La lecture de vidéos, justement, est l’affaire de l’application Video Unlimited, accompagnée de Music Unlimited — les deux boutiques multimédia de Sony autrefois connues sous le nom de Qriocity. Music Unlimited est le service d’écoute de musique en streaming sur abonnement de Sony, disponible contre un abonnement de 3,99 € (accès basique) ou 9,99 € par mois (accès au catalogue Premium et à la recherche). Une offre bien placée face à la concurrence, mais qui souffre de sa faible diffusion — Deezer ou Spotify sont plus universels. Video Unlimited, vous l’aurez compris, est son pendant cinématographique : c’est un classique service de vidéo à la demande, dont les prix sont souvent supérieurs à ceux de l’iTunes Store.
L’application Télécommande tire parti de l’émetteur infrarouge de la tablette pour la transformer en télécommande universelle programmable, à la manière de la gamme Harmony de Logitech. Cette fonction ne se limite pas aux matériels de Sony : on a pu contrôler un téléviseur LG sans peine. Sony fournit de nombreux profils par fabricant (mais pas une liste des modèles), et permet de programmer les éventuelles touches manquantes en pointant la télécommande d’origine sur la tablette (une idée mise au point dans les années 1980… par Steve Wozniak !). L’ensemble fonctionne, mais reste plutôt basique, sans les raffinements proposés par d’autres. On reste de plus assez dubitatif sur l’intérêt de contrôler son téléviseur avec sa tablette…
Il faut enfin parler de la compatibilité PlayStation, puis la Tablet S fait partie des quelques appareils certifiés (…par Sony) et capables de faire tourner les jeux PlayStation sans accrocs. Là encore, on reste sur sa faim : certes, les parties de Medievil ou de Pinball Heroes rappellent de très bons souvenirs, mais Sony s’est ici contenté du strict minimum — à savoir un bête émulateur que l’on pourrait retrouver sur d’autres tablettes. Les jeux n’ont pas été adaptés (la mention des slots carte mémoire sur une tablette ne manque pas de sel), conservent leur définition d’origine (les pixels sont donc bien visibles et mettent d’autant peu en valeur les jeux originaux), et les contrôles tactiles sont bien moins agréables à utiliser que le pad du Xperia Play. Pour finir, la boutique PlayStation offre pour le moment une sélection bien chiche. Une fonction accessoire donc, mais qui permet à Sony de coller son logo PlayStation au dos de sa tablette — pas sûr que cela suffise à la faire vendre.
Pour conclure
Cette Tablet S laisse une impression en demi-teinte.

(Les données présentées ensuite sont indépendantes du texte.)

#[derive(Debug, thiserror::Error)]
pub enum Error {
	#[error(transparent)]
	Sqlx(#[from] sqlx::Error),
	#[error("Invalid argument: {0}")]
	InvalidArgument(String),
	#[error(transparent)]
	Qdrant(#[from] Box<qdrant_client::QdrantError>),
}
impl Error {
	/// Connection-level failures are worth retrying; statement errors are
	/// deterministic and are not.
	pub fn is_transient(&self) -> bool {
		match self {
			Self::Sqlx(err) => matches!(
				err,
				sqlx::Error::PoolTimedOut
					| sqlx::Error::PoolClosed
					| sqlx::Error::Io(_)
					| sqlx::Error::Protocol(_)
					| sqlx::Error::WorkerCrashed
			),
			_ => false,
		}
	}
}
impl From<qdrant_client::QdrantError> for Error {
	fn from(err: qdrant_client::QdrantError) -> Self {
		Self::Qdrant(Box::new(err))
	}
}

C’est une réussite incontestable sur le plan matériel : elle n’est certes pas exempte de défauts (mais quelle tablette l’est ?), mais son design paye par son originalité et son ergonomie. Sony a osé prendre des risques et se démarquer de la concurrence, et a fort bien fait : plutôt que de faire la course (illusoire et vaine) à la finesse, la Tablet S se positionne clairement comme une tablette de salon, et cela fonctionne. Et même très bien.
Elle est malheureusement desservie par un logiciel en retrait : Android Honeycomb ne manque pas de qualités, mais il n’est pas encore mûr, et n’est pas au niveau d’iOS. Son offre applicative est limitée, et ce ne sont pas les applications de Sony qui relèvent franchement le niveau. L’ensemble n’est pas mauvais, il manque seulement de saveur et d’une touche de finition pour vraiment provoquer l’imagination. Ice Cream Sandwich devrait certainement changer les choses, mais en l’état, il est tentant de reléguer la Tablet S aux côtés de la HP Touchpad ou du BlackBerry PlayBook — de bonnes tablettes, mais « bon » n’est pas assez.